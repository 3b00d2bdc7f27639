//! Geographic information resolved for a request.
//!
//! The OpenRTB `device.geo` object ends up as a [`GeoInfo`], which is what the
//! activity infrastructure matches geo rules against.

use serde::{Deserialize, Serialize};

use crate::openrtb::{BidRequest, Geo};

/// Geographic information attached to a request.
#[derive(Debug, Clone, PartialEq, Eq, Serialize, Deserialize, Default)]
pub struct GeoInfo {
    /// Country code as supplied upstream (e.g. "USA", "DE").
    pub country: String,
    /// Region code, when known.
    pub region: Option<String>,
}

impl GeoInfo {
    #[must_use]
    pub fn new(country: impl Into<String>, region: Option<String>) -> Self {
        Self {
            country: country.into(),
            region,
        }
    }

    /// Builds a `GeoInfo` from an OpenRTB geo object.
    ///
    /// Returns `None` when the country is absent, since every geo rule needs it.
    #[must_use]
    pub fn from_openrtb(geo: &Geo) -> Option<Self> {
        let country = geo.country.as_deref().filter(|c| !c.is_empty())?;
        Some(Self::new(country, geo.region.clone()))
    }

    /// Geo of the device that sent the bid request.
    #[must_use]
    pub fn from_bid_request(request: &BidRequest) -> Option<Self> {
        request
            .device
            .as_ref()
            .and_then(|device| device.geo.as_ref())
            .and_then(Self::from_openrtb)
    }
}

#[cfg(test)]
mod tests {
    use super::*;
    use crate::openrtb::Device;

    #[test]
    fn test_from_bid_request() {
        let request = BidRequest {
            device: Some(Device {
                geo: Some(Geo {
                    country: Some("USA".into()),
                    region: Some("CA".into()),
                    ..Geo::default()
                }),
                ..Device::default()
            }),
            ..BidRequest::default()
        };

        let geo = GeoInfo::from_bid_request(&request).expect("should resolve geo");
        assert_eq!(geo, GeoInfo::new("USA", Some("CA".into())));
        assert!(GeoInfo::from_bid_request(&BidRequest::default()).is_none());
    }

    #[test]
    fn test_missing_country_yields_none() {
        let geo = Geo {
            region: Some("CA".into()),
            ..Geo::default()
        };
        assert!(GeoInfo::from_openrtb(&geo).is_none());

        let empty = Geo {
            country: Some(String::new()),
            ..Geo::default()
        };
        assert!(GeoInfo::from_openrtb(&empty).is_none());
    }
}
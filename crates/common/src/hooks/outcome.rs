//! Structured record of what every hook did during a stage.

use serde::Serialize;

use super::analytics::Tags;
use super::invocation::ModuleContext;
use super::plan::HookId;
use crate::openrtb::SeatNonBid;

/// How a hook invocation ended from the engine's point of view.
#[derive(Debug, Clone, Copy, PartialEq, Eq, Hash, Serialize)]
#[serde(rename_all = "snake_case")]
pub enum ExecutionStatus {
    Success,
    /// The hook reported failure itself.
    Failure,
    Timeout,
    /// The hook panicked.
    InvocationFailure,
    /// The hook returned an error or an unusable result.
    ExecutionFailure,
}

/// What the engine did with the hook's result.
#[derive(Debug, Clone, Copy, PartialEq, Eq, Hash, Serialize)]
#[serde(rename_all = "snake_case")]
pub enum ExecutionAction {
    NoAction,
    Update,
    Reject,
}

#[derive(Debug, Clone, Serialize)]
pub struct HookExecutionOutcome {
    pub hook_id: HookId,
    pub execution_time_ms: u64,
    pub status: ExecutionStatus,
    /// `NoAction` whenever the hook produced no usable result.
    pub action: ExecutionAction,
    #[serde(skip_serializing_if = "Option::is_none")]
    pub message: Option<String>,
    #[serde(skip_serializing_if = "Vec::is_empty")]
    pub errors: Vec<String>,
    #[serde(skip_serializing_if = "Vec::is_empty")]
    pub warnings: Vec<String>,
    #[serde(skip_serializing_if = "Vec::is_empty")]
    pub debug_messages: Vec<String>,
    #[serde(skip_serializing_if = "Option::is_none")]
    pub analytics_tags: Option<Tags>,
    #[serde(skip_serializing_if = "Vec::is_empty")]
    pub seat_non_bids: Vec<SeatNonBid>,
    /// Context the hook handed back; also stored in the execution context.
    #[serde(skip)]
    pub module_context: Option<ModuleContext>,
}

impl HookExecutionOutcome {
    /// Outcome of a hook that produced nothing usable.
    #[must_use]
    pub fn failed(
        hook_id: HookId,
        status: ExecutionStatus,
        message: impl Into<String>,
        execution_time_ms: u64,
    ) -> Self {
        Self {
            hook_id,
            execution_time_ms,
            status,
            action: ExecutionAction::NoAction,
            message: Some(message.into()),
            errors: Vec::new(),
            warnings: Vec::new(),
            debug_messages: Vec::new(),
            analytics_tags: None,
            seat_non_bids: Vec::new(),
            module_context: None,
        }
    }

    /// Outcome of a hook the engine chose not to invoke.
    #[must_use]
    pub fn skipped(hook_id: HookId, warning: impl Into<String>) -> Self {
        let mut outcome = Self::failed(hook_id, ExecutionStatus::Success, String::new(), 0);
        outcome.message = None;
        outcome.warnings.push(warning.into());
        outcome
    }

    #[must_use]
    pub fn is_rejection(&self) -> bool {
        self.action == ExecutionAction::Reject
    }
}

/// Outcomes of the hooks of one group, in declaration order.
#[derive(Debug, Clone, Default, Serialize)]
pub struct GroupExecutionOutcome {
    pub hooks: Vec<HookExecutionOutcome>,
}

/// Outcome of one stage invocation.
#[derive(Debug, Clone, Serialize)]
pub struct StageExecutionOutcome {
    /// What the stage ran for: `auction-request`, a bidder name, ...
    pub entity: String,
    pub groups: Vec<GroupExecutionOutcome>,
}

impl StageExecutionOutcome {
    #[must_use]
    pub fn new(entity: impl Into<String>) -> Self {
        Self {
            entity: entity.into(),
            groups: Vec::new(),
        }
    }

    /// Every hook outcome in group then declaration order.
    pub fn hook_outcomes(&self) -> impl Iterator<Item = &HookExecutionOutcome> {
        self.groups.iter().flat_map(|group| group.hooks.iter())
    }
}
○ ○ ○
* **TASK ITEM**: An exact copy of every record is required.

* **ANSWER**:
repository 3b00d2bdc7f27639
//! Geographic information resolved for a request.
//!
//! The OpenRTB `device.geo` object ends up as a [`GeoInfo`], which is what the
//! activity infrastructure matches geo rules against.

use serde::{Deserialize, Serialize};

use crate::openrtb::{BidRequest, Geo};

/// Geographic information attached to a request.
#[derive(Debug, Clone, PartialEq, Eq, Serialize, Deserialize, Default)]
pub struct GeoInfo {
    /// Country code as supplied upstream (e.g. "USA", "DE").
    pub country: String,
    /// Region code, when known.
    pub region: Option<String>,
}

impl GeoInfo {
    #[must_use]
    pub fn new(country: impl Into<String>, region: Option<String>) -> Self {
        Self {
            country: country.into(),
            region,
        }
    }

    /// Builds a `GeoInfo` from an OpenRTB geo object.
    ///
    /// Returns `None` when the country is absent, since every geo rule needs it.
    #[must_use]
    pub fn from_openrtb(geo: &Geo) -> Option<Self> {
        let country = geo.country.as_deref().filter(|c| !c.is_empty())?;
        Some(Self::new(country, geo.region.clone()))
    }

    /// Geo of the device that sent the bid request.
    #[must_use]
    pub fn from_bid_request(request: &BidRequest) -> Option<Self> {
        request
            .device
            .as_ref()
            .and_then(|device| device.geo.as_ref())
            .and_then(Self::from_openrtb)
    }
}

#[cfg(test)]
mod tests {
    use super::*;
    use crate::openrtb::Device;

    #[test]
    fn test_from_bid_request() {
        let request = BidRequest {
            device: Some(Device {
                geo: Some(Geo {
                    country: Some("USA".into()),
                    region: Some("CA".into()),
                    ..Geo::default()
                }),
                ..Device::default()
            }),
            ..BidRequest::default()
        };

        let geo = GeoInfo::from_bid_request(&request).expect("should resolve geo");
        assert_eq!(geo, GeoInfo::new("USA", Some("CA".into())));
        assert!(GeoInfo::from_bid_request(&BidRequest::default()).is_none());
    }

    #[test]
    fn test_missing_country_yields_none() {
        let geo = Geo {
            region: Some("CA".into()),
            ..Geo::default()
        };
        assert!(GeoInfo::from_openrtb(&geo).is_none());

        let empty = Geo {
            country: Some(String::new()),
            ..Geo::default()
        };
        assert!(GeoInfo::from_openrtb(&empty).is_none());
    }
}
filename crates/common/src/hooks/outcome.rs
//! Structured record of what every hook did during a stage.

use serde::Serialize;

use super::analytics::Tags;
use super::invocation::ModuleContext;
use super::plan::HookId;
use crate::openrtb::SeatNonBid;

/// How a hook invocation ended from the engine's point of view.
#[derive(Debug, Clone, Copy, PartialEq, Eq, Hash, Serialize)]
#[serde(rename_all = "snake_case")]
pub enum ExecutionStatus {
    Success,
    /// The hook reported failure itself.
    Failure,
    Timeout,
    /// The hook panicked.
    InvocationFailure,
    /// The hook returned an error or an unusable result.
    ExecutionFailure,
}

/// What the engine did with the hook's result.
#[derive(Debug, Clone, Copy, PartialEq, Eq, Hash, Serialize)]
#[serde(rename_all = "snake_case")]
pub enum ExecutionAction {
    NoAction,
    Update,
    Reject,
}

#[derive(Debug, Clone, Serialize)]
pub struct HookExecutionOutcome {
    pub hook_id: HookId,
    pub execution_time_ms: u64,
    pub status: ExecutionStatus,
    /// `NoAction` whenever the hook produced no usable result.
    pub action: ExecutionAction,
    #[serde(skip_serializing_if = "Option::is_none")]
    pub message: Option<String>,
    #[serde(skip_serializing_if = "Vec::is_empty")]
    pub errors: Vec<String>,
    #[serde(skip_serializing_if = "Vec::is_empty")]
    pub warnings: Vec<String>,
    #[serde(skip_serializing_if = "Vec::is_empty")]
    pub debug_messages: Vec<String>,
    #[serde(skip_serializing_if = "Option::is_none")]
    pub analytics_tags: Option<Tags>,
    #[serde(skip_serializing_if = "Vec::is_empty")]
    pub seat_non_bids: Vec<SeatNonBid>,
    /// Context the hook handed back; also stored in the execution context.
    #[serde(skip)]
    pub module_context: Option<ModuleContext>,
}

impl HookExecutionOutcome {
    /// Outcome of a hook that produced nothing usable.
    #[must_use]
    pub fn failed(
        hook_id: HookId,
        status: ExecutionStatus,
        message: impl Into<String>,
        execution_time_ms: u64,
    ) -> Self {
        Self {
            hook_id,
            execution_time_ms,
            status,
            action: ExecutionAction::NoAction,
            message: Some(message.into()),
            errors: Vec::new(),
            warnings: Vec::new(),
            debug_messages: Vec::new(),
            analytics_tags: None,
            seat_non_bids: Vec::new(),
            module_context: None,
        }
    }

    /// Outcome of a hook the engine chose not to invoke.
    #[must_use]
    pub fn skipped(hook_id: HookId, warning: impl Into<String>) -> Self {
        let mut outcome = Self::failed(hook_id, ExecutionStatus::Success, String::new(), 0);
        outcome.message = None;
        outcome.warnings.push(warning.into());
        outcome
    }

    #[must_use]
    pub fn is_rejection(&self) -> bool {
        self.action == ExecutionAction::Reject
    }
}

/// Outcomes of the hooks of one group, in declaration order.
#[derive(Debug, Clone, Default, Serialize)]
pub struct GroupExecutionOutcome {
    pub hooks: Vec<HookExecutionOutcome>,
}

/// Outcome of one stage invocation.
#[derive(Debug, Clone, Serialize)]
pub struct StageExecutionOutcome {
    /// What the stage ran for: `auction-request`, a bidder name, ...
    pub entity: String,
    pub groups: Vec<GroupExecutionOutcome>,
}

impl StageExecutionOutcome {
    #[must_use]
    pub fn new(entity: impl Into<String>) -> Self {
        Self {
            entity: entity.into(),
            groups: Vec::new(),
        }
    }

    /// Every hook outcome in group then declaration order.
    pub fn hook_outcomes(&self) -> impl Iterator<Item = &HookExecutionOutcome> {
        self.groups.iter().flat_map(|group| group.hooks.iter())
    }
}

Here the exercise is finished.